- **AIM OF THE EXERCISE**: Your task is to repeat the entries exactly from their first line through the line with "use tracing::debug;", and to stop there.

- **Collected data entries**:
⟨
//! Node graph primitives: sources, sinks, processors, and fan-out.
//!
//! The graph has three capabilities:
//!
//! - [`Source`] produces frames and owns a [`FanOut`] of downstream sinks.
//! - [`Sink`] consumes frames via [`Sink::on_frame`].
//! - [`Processor`] is both: a sink whose `on_frame` publishes derived
//!   frames through its own source side.
//!
//! All nodes are shared as `Arc<dyn …>` and use interior mutability;
//! lifecycle methods take `&self`. Processors are passive by default —
//! `start`/`stop` are no-ops and `is_running` reports ready — and only
//! nodes with internal workers override them.

use std::sync::atomic::{AtomicU64, Ordering};
use std::sync::{Arc, RwLock};

use tracing::debug;

use crate::frame::Frame;

// ── Node identity ────────────────────────────────────────────────

static NODE_ID: AtomicU64 = AtomicU64::new(1);

/// Allocate a process-unique node ID. IDs are purely diagnostic.
pub fn next_node_id() -> u64 {
    NODE_ID.fetch_add(1, Ordering::Relaxed)
}

/// Common node surface: identity plus uniform lifecycle.
pub trait Node: Send + Sync {
    /// Stable process-unique identifier.
    fn id(&self) -> u64;

    /// Prepare resources. Default: nothing to do.
    fn initialize(&self) -> bool {
        true
    }

    /// Begin accepting/producing frames. Default: always ready.
    fn start(&self) -> bool {
        true
    }

    /// Stop accepting/producing frames. Idempotent.
    fn stop(&self) {}

    /// Whether the node is currently running.
    fn is_running(&self) -> bool {
        true
    }
}

/// A frame consumer.
pub trait Sink: Node {
    /// Receive one shared frame.
    ///
    /// Called on the producing thread; implementations must be
    /// reentrant or serialize internally, must not panic, and should
    /// ignore frames while not running.
    fn on_frame(&self, frame: Arc<Frame>);
}

/// A frame producer. The fan-out list lives in the embedded [`FanOut`];
/// the trait forwards the structural operations to it.
pub trait Source: Node {
    /// The source's fan-out set.
    fn output(&self) -> &FanOut;

    /// Attach a sink. Duplicates (by node ID) are ignored.
    fn add_sink(&self, sink: Arc<dyn Sink>) {
        self.output().add_sink(sink);
    }

    /// Detach a sink by identity.
    fn remove_sink(&self, sink: &dyn Sink) {
        self.output().remove_sink(sink.id());
    }

    /// Detach every sink.
    fn clear_sinks(&self) {
        self.output().clear_sinks();
    }

    /// Number of attached sinks.
    fn sink_count(&self) -> usize {
        self.output().sink_count()
    }

    /// Whether any sink is attached.
    fn has_sinks(&self) -> bool {
        self.output().has_sinks()
    }
}

/// A node that is both sink and source.
pub trait Processor: Source + Sink {}

// ── FanOut ───────────────────────────────────────────────────────

/// The one concrete fan-out implementation shared by every source.
///
/// An ordered sink list behind a reader-writer lock: delivery walks the
/// list under the read lock, structural changes take the write lock.
/// [`FanOut::deliver`] hands the *same* `Arc<Frame>` to every sink in
/// insertion order — zero-copy fan-out.
pub struct FanOut {
    id: u64,
    sinks: RwLock<Vec<Arc<dyn Sink>>>,
}

impl FanOut {
    pub fn new() -> Self {
        Self {
            id: next_node_id(),
            sinks: RwLock::new(Vec::new()),
        }
    }

    /// The owning node's identifier.
    pub fn id(&self) -> u64 {
        self.id
    }

    /// Append a sink unless one with the same ID is already attached.
    pub fn add_sink(&self, sink: Arc<dyn Sink>) {
        let mut sinks = self.sinks.write().expect("sink list poisoned");
        if sinks.iter().any(|s| s.id() == sink.id()) {
            return;
        }
        debug!(source = self.id, sink = sink.id(), "add sink");
        sinks.push(sink);
    }

    /// Remove the sink with the given ID, if attached.
    pub fn remove_sink(&self, sink_id: u64) {
        let mut sinks = self.sinks.write().expect("sink list poisoned");
        if let Some(pos) = sinks.iter().position(|s| s.id() == sink_id) {
            debug!(source = self.id, sink = sink_id, "remove sink");
            sinks.remove(pos);
        }
    }

    /// Drop every attached sink.
    pub fn clear_sinks(&self) {
        let mut sinks = self.sinks.write().expect("sink list poisoned");
        let count = sinks.len();
        sinks.clear();
        debug!(source = self.id, count, "clear sinks");
    }

    pub fn sink_count(&self) -> usize {
        self.sinks.read().expect("sink list poisoned").len()
    }

    pub fn has_sinks(&self) -> bool {
        !self.sinks.read().expect("sink list poisoned").is_empty()
    }

    /// Deliver one frame to every attached sink, in insertion order.
    ///
    /// Invalid frames are dropped silently — producers may legitimately
    /// probe with empty frames. The sink list is held under the shared
    /// lock for the duration of delivery, so structural changes wait
    /// until the walk completes.
    pub fn deliver(&self, frame: Arc<Frame>) {
        if !frame.is_valid() {
            return;
        }

        let sinks = self.sinks.read().expect("sink list poisoned");
        for sink in sinks.iter() {
            sink.on_frame(Arc::clone(&frame));
        }
    }
}

impl Default for FanOut {
    fn default() -> Self {
        Self::new()
    }
}

// ── Tests ────────────────────────────────────────────────────────

#[cfg(test)]
mod tests {
    use super::*;
    use crate::frame::FrameFormat;
    use std::sync::Mutex;

    /// Records delivery order into a shared log.
    struct ProbeSink {
        id: u64,
        label: &'static str,
        log: Arc<Mutex<Vec<&'static str>>>,
    }

    impl ProbeSink {
        fn new(label: &'static str, log: Arc<Mutex<Vec<&'static str>>>) -> Arc<Self> {
            Arc::new(Self {
                id: next_node_id(),
                label,
                log,
            })
        }
    }

    impl Node for ProbeSink {
        fn id(&self) -> u64 {
            self.id
        }
    }

    impl Sink for ProbeSink {
        fn on_frame(&self, _frame: Arc<Frame>) {
            self.log.lock().unwrap().push(self.label);
        }
    }

    fn test_frame() -> Arc<Frame> {
        Frame::video(FrameFormat::Bgra32, 2, 2, vec![0x7F; 16]).share()
    }

    #[test]
    fn delivers_in_insertion_order() {
        let log = Arc::new(Mutex::new(Vec::new()));
        let out = FanOut::new();
        out.add_sink(ProbeSink::new("a", Arc::clone(&log)));
        out.add_sink(ProbeSink::new("b", Arc::clone(&log)));
        out.add_sink(ProbeSink::new("c", Arc::clone(&log)));

        out.deliver(test_frame());
        assert_eq!(*log.lock().unwrap(), vec!["a", "b", "c"]);
    }

    #[test]
    fn rejects_duplicate_sinks() {
        let log = Arc::new(Mutex::new(Vec::new()));
        let out = FanOut::new();
        let sink = ProbeSink::new("a", Arc::clone(&log));

        out.add_sink(Arc::clone(&sink) as Arc<dyn Sink>);
        out.add_sink(sink as Arc<dyn Sink>);
        assert_eq!(out.sink_count(), 1);
    }

    #[test]
    fn remove_and_clear() {
        let log = Arc::new(Mutex::new(Vec::new()));
        let out = FanOut::new();
        let a = ProbeSink::new("a", Arc::clone(&log));
        let b = ProbeSink::new("b", Arc::clone(&log));
        out.add_sink(Arc::clone(&a) as Arc<dyn Sink>);
        out.add_sink(b as Arc<dyn Sink>);

        out.remove_sink(a.id());
        assert_eq!(out.sink_count(), 1);

        out.clear_sinks();
        assert_eq!(out.sink_count(), 0);
        assert!(!out.has_sinks());
    }

    #[test]
    fn invalid_frames_are_dropped() {
        let log = Arc::new(Mutex::new(Vec::new()));
        let out = FanOut::new();
        out.add_sink(ProbeSink::new("a", Arc::clone(&log)));

        out.deliver(Frame::empty().share());
        assert!(log.lock().unwrap().is_empty());
    }

    #[test]
    fn same_reference_reaches_every_sink() {
        struct PtrSink {
            id: u64,
            seen: Mutex<Vec<*const Frame>>,
        }
        unsafe impl Send for PtrSink {}
        unsafe impl Sync for PtrSink {}
        impl Node for PtrSink {
            fn id(&self) -> u64 {
                self.id
            }
        }
        impl Sink for PtrSink {
            fn on_frame(&self, frame: Arc<Frame>) {
                self.seen.lock().unwrap().push(Arc::as_ptr(&frame));
            }
        }

        let sink = Arc::new(PtrSink {
            id: next_node_id(),
            seen: Mutex::new(Vec::new()),
        });
        let out = FanOut::new();
        out.add_sink(Arc::clone(&sink) as Arc<dyn Sink>);

        let frame = test_frame();
        let expected = Arc::as_ptr(&frame);
        out.deliver(Arc::clone(&frame));
        out.deliver(frame);

        let seen = sink.seen.lock().unwrap();
        assert_eq!(seen.len(), 2);
        assert!(seen.iter().all(|p| *p == expected));
    }

    #[test]
    fn ids_are_unique() {
        let a = next_node_id();
        let b = next_node_id();
        assert_ne!(a, b);
    }
}
//! Video encoder processor: a bounded queue feeding a worker thread,
//! with the actual compression behind the [`VideoCodec`] trait.
//!
//! Unlike the passive processors, the encoder decouples itself from
//! the producing thread: `on_frame` enqueues without blocking and
//! drops on overflow (surfaced via `frames_dropped`), and a dedicated
//! worker drains the queue, encodes, and fans the packets out.

use std::sync::atomic::{AtomicBool, AtomicU32, Ordering};
use std::sync::{Arc, Mutex};
use std::thread::JoinHandle;
use std::time::{Duration, Instant};

use crossbeam_channel::{bounded, Sender, TrySendError};
use serde::{Deserialize, Serialize};
use tracing::{debug, error, warn};

use crate::frame::{Frame, FrameFormat};
use crate::node::{FanOut, Node, Processor, Sink, Source};

/// Capacity of the frame queue between `on_frame` and the worker.
const ENCODE_QUEUE_DEPTH: usize = 8;

// ── Configuration ────────────────────────────────────────────────

/// Encoder configuration.
#[derive(Debug, Clone, Serialize, Deserialize)]
#[serde(default)]
pub struct EncoderConfig {
    pub width: u32,
    pub height: u32,
    pub fps: u32,
    /// Target bitrate in bits/second.
    pub bitrate: u32,
    /// Keyframe every N frames.
    pub keyframe_interval: u32,
    pub input_format: FrameFormat,
    pub output_format: FrameFormat,
}

impl Default for EncoderConfig {
    fn default() -> Self {
        Self {
            width: 1920,
            height: 1080,
            fps: 30,
            bitrate: 2_000_000,
            keyframe_interval: 30,
            input_format: FrameFormat::Bgra32,
            output_format: FrameFormat::H264,
        }
    }
}

// ── Codec seam ───────────────────────────────────────────────────

/// One compressed packet produced by a codec.
#[derive(Debug, Clone)]
pub struct EncodedPacket {
    pub data: Vec<u8>,
    pub is_keyframe: bool,
    /// Timestamp carried over from the source frame, milliseconds.
    pub timestamp: i64,
}

/// The compression backend behind [`VideoEncoder`].
///
/// Implementations wrap a real codec library; the pipeline only cares
/// about the frame-in / packets-out contract. A codec may buffer
/// internally — `flush` must return whatever is still pending.
pub trait VideoCodec: Send {
    /// Encode one raw frame; may emit zero or more packets.
    fn encode(&mut self, frame: &Frame, force_keyframe: bool) -> Vec<EncodedPacket>;

    /// Drain internally buffered packets.
    fn flush(&mut self) -> Vec<EncodedPacket>;

    /// Live bitrate adjustment.
    fn set_bitrate(&mut self, _bitrate: u32) {}
}

// ── Stats ────────────────────────────────────────────────────────

#[derive(Debug, Clone, Default)]
pub struct EncodeStats {
    pub frames_received: u64,
    pub frames_encoded: u64,
    pub frames_dropped: u64,
    pub total_bytes_encoded: u64,
    /// EMA of per-frame encode time (α = 0.1 after the first sample).
    pub avg_encode_time: Duration,
}

// ── VideoEncoder ─────────────────────────────────────────────────

struct Worker {
    tx: Option<Sender<Arc<Frame>>>,
    handle: Option<JoinHandle<()>>,
}

/// Queue-fed encoding processor.
pub struct VideoEncoder {
    out: Arc<FanOut>,
    config: Mutex<EncoderConfig>,
    /// The codec rests here while stopped and moves into the worker
    /// while running.
    codec: Arc<Mutex<Option<Box<dyn VideoCodec>>>>,
    worker: Mutex<Worker>,
    running: AtomicBool,
    force_keyframe: Arc<AtomicBool>,
    bitrate: Arc<AtomicU32>,
    stats: Arc<Mutex<EncodeStats>>,
}
//! Screen capture: platform engines, factory, and the pipeline-facing
//! [`ScreenCapturer`] source.
//!
//! Backends are selected at runtime via [`Technology`] and compiled
//! conditionally per OS. Nothing platform-specific leaks through the
//! [`CaptureEngine`] trait.

use std::sync::atomic::{AtomicBool, Ordering};
use std::sync::{Arc, Mutex};

use serde::{Deserialize, Serialize};
use tracing::{debug, warn};

use crate::error::CaptureError;
use crate::frame::Frame;
use crate::node::{FanOut, Node, Source};

#[cfg(target_os = "windows")]
pub mod dxgi;
#[cfg(target_os = "linux")]
pub mod x11;

// ── Configuration ────────────────────────────────────────────────

/// Screen capture configuration.
#[derive(Debug, Clone, Serialize, Deserialize)]
#[serde(default)]
pub struct CaptureConfig {
    /// Target frame rate in Hz (≥ 1).
    pub frame_rate: u32,
    /// Capture region width (0 = full screen width).
    pub width: u32,
    /// Capture region height (0 = full screen height).
    pub height: u32,
    /// X offset of the capture region.
    pub offset_x: i32,
    /// Y offset of the capture region.
    pub offset_y: i32,
    /// Monitor index to capture (0 = primary).
    pub monitor_index: u32,
    /// Overlay the cursor onto captured frames.
    pub capture_cursor: bool,
    /// Use hardware acceleration where available.
    pub use_hardware_acceleration: bool,
    /// Pixel format preference (platform hint).
    pub pixel_format: String,
}

impl Default for CaptureConfig {
    fn default() -> Self {
        Self {
            frame_rate: 30,
            width: 0,
            height: 0,
            offset_x: 0,
            offset_y: 0,
            monitor_index: 0,
            capture_cursor: true,
            use_hardware_acceleration: true,
            pixel_format: "BGRA".into(),
        }
    }
}

impl CaptureConfig {
    /// Reject configurations no engine could honor.
    pub(crate) fn validate(&self) -> Result<(), CaptureError> {
        if self.frame_rate == 0 {
            return Err(CaptureError::InvalidConfig("frame_rate must be >= 1".into()));
        }
        Ok(())
    }
}

/// One attached monitor.
#[derive(Debug, Clone, Default)]
pub struct ScreenInfo {
    pub id: u32,
    pub width: u32,
    pub height: u32,
    pub bits_per_pixel: u32,
    pub x: i32,
    pub y: i32,
    pub name: String,
    pub is_primary: bool,
}

/// Callback invoked with each captured frame, on the capture worker
/// thread. Must not block for long; fan-out is the callback's job.
pub type FrameCallback = Arc<dyn Fn(Arc<Frame>) + Send + Sync>;

// ── CaptureEngine contract ───────────────────────────────────────

/// Platform-specific capture backend.
pub trait CaptureEngine: Send {
    /// Validate the config and acquire platform handles. Refuses while
    /// capturing.
    fn initialize(&mut self, config: &CaptureConfig) -> Result<(), CaptureError>;

    /// Spawn the capture worker. Idempotent: returns `Ok` when already
    /// running.
    fn start(&mut self) -> Result<(), CaptureError>;

    /// Signal the worker to exit and join it. Platform handles are
    /// kept so `start` can be called again.
    fn stop(&mut self);

    fn is_running(&self) -> bool;

    /// Enumerate attached monitors.
    fn available_screens(&self) -> Vec<ScreenInfo>;

    /// Install the emission callback, replacing any prior one.
    fn set_frame_callback(&mut self, callback: FrameCallback);

    /// Current configuration.
    fn config(&self) -> CaptureConfig;

    /// Stop if running, re-initialize with `config`, restart if it was
    /// running.
    fn update_config(&mut self, config: &CaptureConfig) -> Result<(), CaptureError>;
}

// ── Factory ──────────────────────────────────────────────────────

/// Capture backend selector.
#[derive(Debug, Clone, Copy, PartialEq, Eq, Serialize, Deserialize, Default)]
#[serde(rename_all = "snake_case")]
pub enum Technology {
    DesktopDuplication,
    X11,
    Wayland,
    CoreGraphics,
    #[default]
    Auto,
}

impl Technology {
    /// Human-readable backend name.
    pub fn display_name(self) -> &'static str {
        match self {
            Technology::DesktopDuplication => "Desktop Duplication API (Windows)",
            Technology::X11 => "X11 (Linux)",
            Technology::Wayland => "Wayland (Linux)",
            Technology::CoreGraphics => "Core Graphics (macOS)",
            Technology::Auto => "Auto-detect",
        }
    }
}

/// The best backend for the host platform.
pub fn best_available() -> Technology {
    #[cfg(target_os = "windows")]
    {
        Technology::DesktopDuplication
    }
    #[cfg(target_os = "linux")]
    {
        if std::env::var_os("DISPLAY").is_none() {
            // Likely a Wayland-only or headless session. XWayland may
            // still serve an X11 connection, so try that path anyway.
            warn!("DISPLAY is not set; Wayland capture is not implemented, attempting X11");
        }
        Technology::X11
    }
    #[cfg(not(any(target_os = "windows", target_os = "linux")))]
    {
        Technology::Auto
    }
}

/// Whether `technology` can be instantiated on this host.
pub fn is_supported(technology: Technology) -> bool {
    match technology {
        Technology::DesktopDuplication => cfg!(target_os = "windows"),
        Technology::X11 => cfg!(target_os = "linux"),
        // Reserved backends.
        Technology::Wayland | Technology::CoreGraphics => false,
        Technology::Auto => {
            let best = best_available();
            best != Technology::Auto && is_supported(best)
        }
    }
}

/// Instantiate an engine for `technology`, resolving `Auto` to the
/// best supported backend. Returns `None` when unsupported.
pub fn create_engine(technology: Technology) -> Option<Box<dyn CaptureEngine>> {
    let target = if technology == Technology::Auto {
        best_available()
    } else {
        technology
    };

    if !is_supported(target) {
        return None;
    }

    match target {
        #[cfg(target_os = "windows")]
        Technology::DesktopDuplication => Some(Box::new(dxgi::DxgiCaptureEngine::new())),
        #[cfg(target_os = "linux")]
        Technology::X11 => Some(Box::new(x11::X11CaptureEngine::new())),
        _ => None,
    }
}

// ── ScreenCapturer ───────────────────────────────────────────────

/// Pipeline source backed by a platform capture engine.
///
/// `initialize` wires the engine's frame callback into the fan-out;
/// the engine's worker thread then drives delivery.
pub struct ScreenCapturer {
    out: Arc<FanOut>,
    engine: Mutex<Box<dyn CaptureEngine>>,
    config: Mutex<CaptureConfig>,
    technology: Technology,
    initialized: AtomicBool,
}

impl ScreenCapturer {
    /// Create a capturer for the given backend. Fails with
    /// [`CaptureError::NotSupported`] when no engine is available.
    pub fn new(config: CaptureConfig, technology: Technology) -> Result<Self, CaptureError> {
        let engine = create_engine(technology).ok_or(CaptureError::NotSupported)?;
        debug!(technology = technology.display_name(), "screen capturer created");
        Ok(Self {
            out: Arc::new(FanOut::new()),
            engine: Mutex::new(engine),
            config: Mutex::new(config),
            technology,
            initialized: AtomicBool::new(false),
        })
    }

    /// Enumerate monitors via the underlying engine.
    pub fn available_screens(&self) -> Vec<ScreenInfo> {
        self.engine.lock().expect("engine poisoned").available_screens()
    }

    /// Replace the capture configuration (restarts the engine if
    /// running).
    pub fn update_config(&self, config: CaptureConfig) -> Result<(), CaptureError> {
        *self.config.lock().expect("config poisoned") = config.clone();
        self.engine
            .lock()
            .expect("engine poisoned")
            .update_config(&config)
    }

    /// Name of the selected backend.
    pub fn technology_name(&self) -> &'static str {
        self.technology.display_name()
    }
}

impl Node for ScreenCapturer {
    fn id(&self) -> u64 {
        self.out.id()
    }

    fn initialize(&self) -> bool {
        let config = self.config.lock().expect("config poisoned").clone();
        let mut engine = self.engine.lock().expect("engine poisoned");

        if let Err(e) = engine.initialize(&config) {
            warn!(error = %e, "capture engine initialization failed");
            return false;
        }

        // Captured frames flow straight into the fan-out.
        let out = Arc::clone(&self.out);
        engine.set_frame_callback(Arc::new(move |frame| out.deliver(frame)));

        self.initialized.store(true, Ordering::SeqCst);
        true
    }

    fn start(&self) -> bool {
        if !self.initialized.load(Ordering::SeqCst) {
            return false;
        }
        self.engine.lock().expect("engine poisoned").start().is_ok()
    }

    fn stop(&self) {
        self.engine.lock().expect("engine poisoned").stop();
    }

    fn is_running(&self) -> bool {
        self.engine.lock().expect("engine poisoned").is_running()
    }
}

impl Source for ScreenCapturer {
    fn output(&self) -> &FanOut {
        &self.out
    }
}

impl Drop for ScreenCapturer {
    fn drop(&mut self) {
        self.stop();
    }
}

// ── Tests ────────────────────────────────────────────────────────
impl PixelFormatConverter {
    pub fn new(config: ConverterConfig) -> Self {
        debug!(
            input = config.input_format.name(),
            output = config.output_format.name(),
            "converter created"
        );
        Self {
            out: FanOut::new(),
            config: Mutex::new(config),
            stats: Mutex::new(ConverterStats::default()),
        }
    }

    /// Change the output format at runtime. Rejects formats outside the
    /// supported set; repeated calls with the same format are no-ops.
    pub fn set_output_format(&self, format: FrameFormat) -> bool {
        if !is_supported(format) {
            return false;
        }
        self.config.lock().expect("converter config poisoned").output_format = format;
        true
    }

    /// Currently configured output format.
    pub fn output_format(&self) -> FrameFormat {
        self.config.lock().expect("converter config poisoned").output_format
    }

    /// Snapshot of the running statistics.
    pub fn stats(&self) -> ConverterStats {
        self.stats.lock().expect("converter stats poisoned").clone()
    }

    fn drop_frame(&self) {
        self.stats.lock().expect("converter stats poisoned").frames_dropped += 1;
    }

    fn convert(&self, input: &Frame, output_format: FrameFormat) -> Option<Frame> {
        let (w, h) = (input.video.width, input.video.height);

        // 4:2:0 subsampling halves both dimensions; odd inputs would
        // leave dangling chroma samples.
        if output_format == FrameFormat::I420 && (w % 2 != 0 || h % 2 != 0) {
            warn!(width = w, height = h, "I420 output requires even dimensions");
            return None;
        }

        let size = output_size(w, h, output_format);
        if size == 0 {
            return None;
        }

        let stride = input.video.effective_stride(input.format);
        let data = match (input.format, output_format) {
            (FrameFormat::Bgra32, FrameFormat::Rgba32)
            | (FrameFormat::Rgba32, FrameFormat::Bgra32) => {
                swap_rb_32(input.data(), w, h, stride)
            }
            (FrameFormat::Rgb24, FrameFormat::Bgr24)
            | (FrameFormat::Bgr24, FrameFormat::Rgb24) => {
                swap_rb_24(input.data(), w, h, stride)
            }

            (FrameFormat::Bgra32, FrameFormat::Rgb24)
            | (FrameFormat::Rgba32, FrameFormat::Bgr24) => {
                strip_alpha(input.data(), w, h, stride, true)
            }
            (FrameFormat::Bgra32, FrameFormat::Bgr24)
            | (FrameFormat::Rgba32, FrameFormat::Rgb24) => {
                strip_alpha(input.data(), w, h, stride, false)
            }

            (FrameFormat::Rgb24, FrameFormat::Bgra32)
            | (FrameFormat::Bgr24, FrameFormat::Rgba32) => {
                add_alpha(input.data(), w, h, stride, true)
            }
            (FrameFormat::Rgb24, FrameFormat::Rgba32)
            | (FrameFormat::Bgr24, FrameFormat::Bgra32) => {
                add_alpha(input.data(), w, h, stride, false)
            }

            (FrameFormat::Bgra32, FrameFormat::I420) => {
                rgb_to_i420(input.data(), w, h, stride, 4, [2, 1, 0])
            }
            (FrameFormat::Rgba32, FrameFormat::I420) => {
                rgb_to_i420(input.data(), w, h, stride, 4, [0, 1, 2])
            }
            (FrameFormat::Rgb24, FrameFormat::I420) => {
                rgb_to_i420(input.data(), w, h, stride, 3, [0, 1, 2])
            }
            (FrameFormat::Bgr24, FrameFormat::I420) => {
                rgb_to_i420(input.data(), w, h, stride, 3, [2, 1, 0])
            }

            _ => return None,
        };
        debug_assert_eq!(data.len(), size);

        let mut output = Frame::video(output_format, w, h, data);
        output.timestamp = input.timestamp;
        output.video.framerate = input.video.framerate;
        output.video.is_keyframe = input.video.is_keyframe;
        if let Some(bpp) = output_format.bytes_per_pixel() {
            output.video.stride = w * bpp as u32;
        }
        Some(output)
    }
}

impl Node for PixelFormatConverter {
    fn id(&self) -> u64 {
        self.out.id()
    }

    fn initialize(&self) -> bool {
        let config = self.config.lock().expect("converter config poisoned");
        is_supported(config.input_format) && is_supported(config.output_format)
    }
}

impl Source for PixelFormatConverter {
    fn output(&self) -> &FanOut {
        &self.out
    }
}

impl Sink for PixelFormatConverter {
    fn on_frame(&self, frame: Arc<Frame>) {
        if !frame.is_valid() || !frame.is_video() {
            self.drop_frame();
            return;
        }

        let output_format = self.output_format();
        if frame.format == output_format {
            // Nothing to do — forward the same reference.
            self.out.deliver(frame);
            return;
        }

        match self.convert(&frame, output_format) {
            Some(converted) => {
                self.stats.lock().expect("converter stats poisoned").frames_processed += 1;
                self.out.deliver(converted.share());
            }
            None => self.drop_frame(),
        }
    }
}

impl Processor for PixelFormatConverter {}

// ── Conversion kernels ───────────────────────────────────────────

/// 32-bit ↔ 32-bit with the first and third channel exchanged
/// (BGRA ↔ RGBA).
fn swap_rb_32(src: &[u8], w: u32, h: u32, stride: usize) -> Vec<u8> {
    let mut dst = Vec::with_capacity(w as usize * h as usize * 4);
    for y in 0..h as usize {
        let row = &src[y * stride..];
        for x in 0..w as usize {
            let p = &row[x * 4..x * 4 + 4];
            dst.extend_from_slice(&[p[2], p[1], p[0], p[3]]);
        }
    }
    dst
}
⟩
- **ANSWER SECTION**:
//! Node graph primitives: sources, sinks, processors, and fan-out.
//!
//! The graph has three capabilities:
//!
//! - [`Source`] produces frames and owns a [`FanOut`] of downstream sinks.
//! - [`Sink`] consumes frames via [`Sink::on_frame`].
//! - [`Processor`] is both: a sink whose `on_frame` publishes derived
//!   frames through its own source side.
//!
//! All nodes are shared as `Arc<dyn …>` and use interior mutability;
//! lifecycle methods take `&self`. Processors are passive by default —
//! `start`/`stop` are no-ops and `is_running` reports ready — and only
//! nodes with internal workers override them.

use std::sync::atomic::{AtomicU64, Ordering};
use std::sync::{Arc, RwLock};

use tracing::debug;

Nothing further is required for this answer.